Mobile phones were also seized and analysed, and Brown’s phone was found to have been used to send a message, saying it was coming on Wednesday and it was meant to be a huge amount and better. Brown, who was in the flat with Knott, 23, and co-accused Iain Hunter, 22, when police raided it shortly after midnight on December 16, 2010, had denied any involvement with the heroin.

He said: “I didn’t know anything about the drugs until police told me there were 
copious amounts of heroin found inside the property. I was in the wrong place at the wrong time.” He told the court: “I am not guilty of touching any heroin. mixing any heroin, selling any heroin.”

The lift engineer said his apprentice Knott had used his mobile phone and he knew that the younger man sold cocaine and “plant food”.

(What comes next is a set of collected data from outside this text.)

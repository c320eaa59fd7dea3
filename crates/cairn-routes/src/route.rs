use std::fmt;

use cairn_lifecycle::Storable;
use cairn_store::Model;
use cairn_types::{ObjType, ObjectId, Record, Timestamp, TypeError, TypeResult};
use serde_json::Value;

/// Type tag under which routes are stored.
pub const ROUTE_TYPE: &str = "object_route";

/// A slug and locale pointing at a target object.
#[derive(Clone, Debug, PartialEq)]
pub struct ObjectRoute {
    pub id: Option<ObjectId>,
    /// Only active routes take part in uniqueness checks and lookups.
    pub active: bool,
    pub slug: Option<String>,
    pub lang: Option<String>,
    pub creation_date: Option<Timestamp>,
    pub last_modification_date: Option<Timestamp>,
    /// Type tag of the target object.
    pub route_obj_type: Option<String>,
    pub route_obj_id: Option<ObjectId>,
    /// Template used to render the target.
    pub route_template: Option<String>,
    /// Free-form template options.
    pub route_options: Option<Value>,
    pub route_options_ident: Option<String>,
}

impl Default for ObjectRoute {
    fn default() -> Self {
        Self {
            id: None,
            active: true,
            slug: None,
            lang: None,
            creation_date: None,
            last_modification_date: None,
            route_obj_type: None,
            route_obj_id: None,
            route_template: None,
            route_options: None,
            route_options_ident: None,
        }
    }
}

impl ObjectRoute {
    pub fn new(slug: impl Into<String>, lang: impl Into<String>) -> Self {
        Self {
            slug: Some(slug.into()),
            lang: Some(lang.into()),
            ..Self::default()
        }
    }

    /// Builder-style target setter.
    pub fn pointing_at(mut self, obj_type: impl Into<ObjType>, id: impl Into<ObjectId>) -> Self {
        let obj_type: ObjType = obj_type.into();
        self.route_obj_type = Some(obj_type.as_str().to_string());
        self.route_obj_id = Into::<ObjectId>::into(id).normalize();
        self
    }

    pub fn with_template(mut self, template: impl Into<String>) -> Self {
        self.route_template = Some(template.into());
        self
    }

    pub fn slug(&self) -> &str {
        self.slug.as_deref().unwrap_or_default()
    }

    /// Set the template options from JSON text. Blank text clears them.
    pub fn set_route_options_json(&mut self, json: &str) -> TypeResult<()> {
        if json.trim().is_empty() {
            self.route_options = None;
            return Ok(());
        }
        let value: Value =
            serde_json::from_str(json).map_err(|e| TypeError::Serialization(e.to_string()))?;
        self.route_options = Some(value);
        Ok(())
    }

    /// Whether `other` points at the same target in the same locale.
    pub fn same_target(&self, other: &ObjectRoute) -> bool {
        self.route_obj_id == other.route_obj_id
            && self.route_obj_type == other.route_obj_type
            && self.lang == other.lang
    }
}

impl fmt::Display for ObjectRoute {
    fn fmt(&self, f: &mut fmt::Formatter<'_>) -> fmt::Result {
        f.write_str(self.slug())
    }
}

impl Model for ObjectRoute {
    fn obj_type(&self) -> ObjType {
        ROUTE_TYPE.into()
    }

    fn id(&self) -> Option<&ObjectId> {
        self.id.as_ref()
    }

    fn set_id(&mut self, id: Option<ObjectId>) {
        self.id = id;
    }

    fn to_record(&self) -> Record {
        let mut record = Record::new(ROUTE_TYPE).with("active", self.active);
        record.id = self.id.clone();
        record.set_opt_str("slug", self.slug.as_deref());
        record.set_opt_str("lang", self.lang.as_deref());
        record.set_timestamp("creation_date", self.creation_date);
        record.set_timestamp("last_modification_date", self.last_modification_date);
        record.set_opt_str("route_obj_type", self.route_obj_type.as_deref());
        record.set(
            "route_obj_id",
            self.route_obj_id.as_ref().map_or(Value::Null, ObjectId::to_value),
        );
        record.set_opt_str("route_template", self.route_template.as_deref());
        record.set("route_options", self.route_options.clone().unwrap_or(Value::Null));
        record.set_opt_str("route_options_ident", self.route_options_ident.as_deref());
        record
    }

    fn from_record(record: &Record) -> TypeResult<Self> {
        let route_options = match record.get("route_options") {
            None => None,
            Some(Value::String(text)) if text.trim().is_empty() => None,
            Some(Value::String(text)) => Some(
                serde_json::from_str(text).map_err(|e| TypeError::Serialization(e.to_string()))?,
            ),
            Some(other) => Some(other.clone()),
        };
        Ok(Self {
            id: record.id.clone(),
            active: record.get_bool("active")?.unwrap_or(true),
            slug: record.get_str("slug")?,
            lang: record.get_str("lang")?,
            creation_date: record.get_timestamp("creation_date")?,
            last_modification_date: record.get_timestamp("last_modification_date")?,
            route_obj_type: record.get_str("route_obj_type")?,
            route_obj_id: record.get_id("route_obj_id")?,
            route_template: record.get_str("route_template")?,
            route_options,
            route_options_ident: record.get_str("route_options_ident")?,
        })
    }
}

impl Storable for ObjectRoute {}

#[cfg(test)]
mod tests {
    use super::*;
    use chrono::{TimeZone, Utc};
    use serde_json::json;

    #[test]
    fn new_routes_are_active() {
        let route = ObjectRoute::new("about", "en");
        assert!(route.active);
        assert_eq!(route.to_string(), "about");
    }

    #[test]
    fn target_ids_are_normalized() {
        let route = ObjectRoute::new("about", "en").pointing_at("page", "12");
        assert_eq!(route.route_obj_id, Some(ObjectId::Int(12)));
        assert_eq!(route.route_obj_type.as_deref(), Some("page"));
    }

    #[test]
    fn options_parse_from_json_text() {
        let mut route = ObjectRoute::default();
        route.set_route_options_json(r#"{"layout": "wide"}"#).unwrap();
        assert_eq!(route.route_options, Some(json!({"layout": "wide"})));

        let err = route.set_route_options_json("{oops").unwrap_err();
        assert!(matches!(err, TypeError::Serialization(_)));

        route.set_route_options_json("  ").unwrap();
        assert!(route.route_options.is_none());
    }

    #[test]
    fn same_target_compares_type_id_and_lang() {
        let a = ObjectRoute::new("a", "en").pointing_at("page", 1);
        let b = ObjectRoute::new("b", "en").pointing_at("page", 1);
        let c = ObjectRoute::new("a", "fr").pointing_at("page", 1);
        assert!(a.same_target(&b));
        assert!(!a.same_target(&c));
    }

    #[test]
    fn record_round_trip() {
        let mut route = ObjectRoute::new("about", "en")
            .pointing_at("page", 3)
            .with_template("page/default");
        route.id = Some(ObjectId::Int(9));
        route.creation_date = Some(Utc.with_ymd_and_hms(2024, 2, 1, 8, 0, 0).unwrap());
        route.route_options = Some(json!({"sidebar": false}));

        let back = ObjectRoute::from_record(&route.to_record()).unwrap();
        assert_eq!(back, route);
    }

    #[test]
    fn options_stored_as_text_are_decoded() {
        let record = Record::new(ROUTE_TYPE)
            .with("slug", "x")
            .with("route_options", r#"{"a": 1}"#);
        let route = ObjectRoute::from_record(&record).unwrap();
        assert_eq!(route.route_options, Some(json!({"a": 1})));
        assert!(route.active);
    }
}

He said he was planning to stay overnight at the flat and did not know how his fingerprints were on a sandwich bag which tested positive for heroin. Brown, of Slateford Road, in Edinburgh, was found with cocaine and admitted he had used the Class A drug for about ten years.

He told police he had previously played professional football at Hibs but did not get on with former manager Alex McLeish.

Knott, of Calder Gardens, in Edinburgh, pleaded guilty during the trial to being concerned in the supply of heroin, cocaine and mephedrone and Hunter, of Sighthill Green, Edinburgh, admitted being concerned in the supply of heroin.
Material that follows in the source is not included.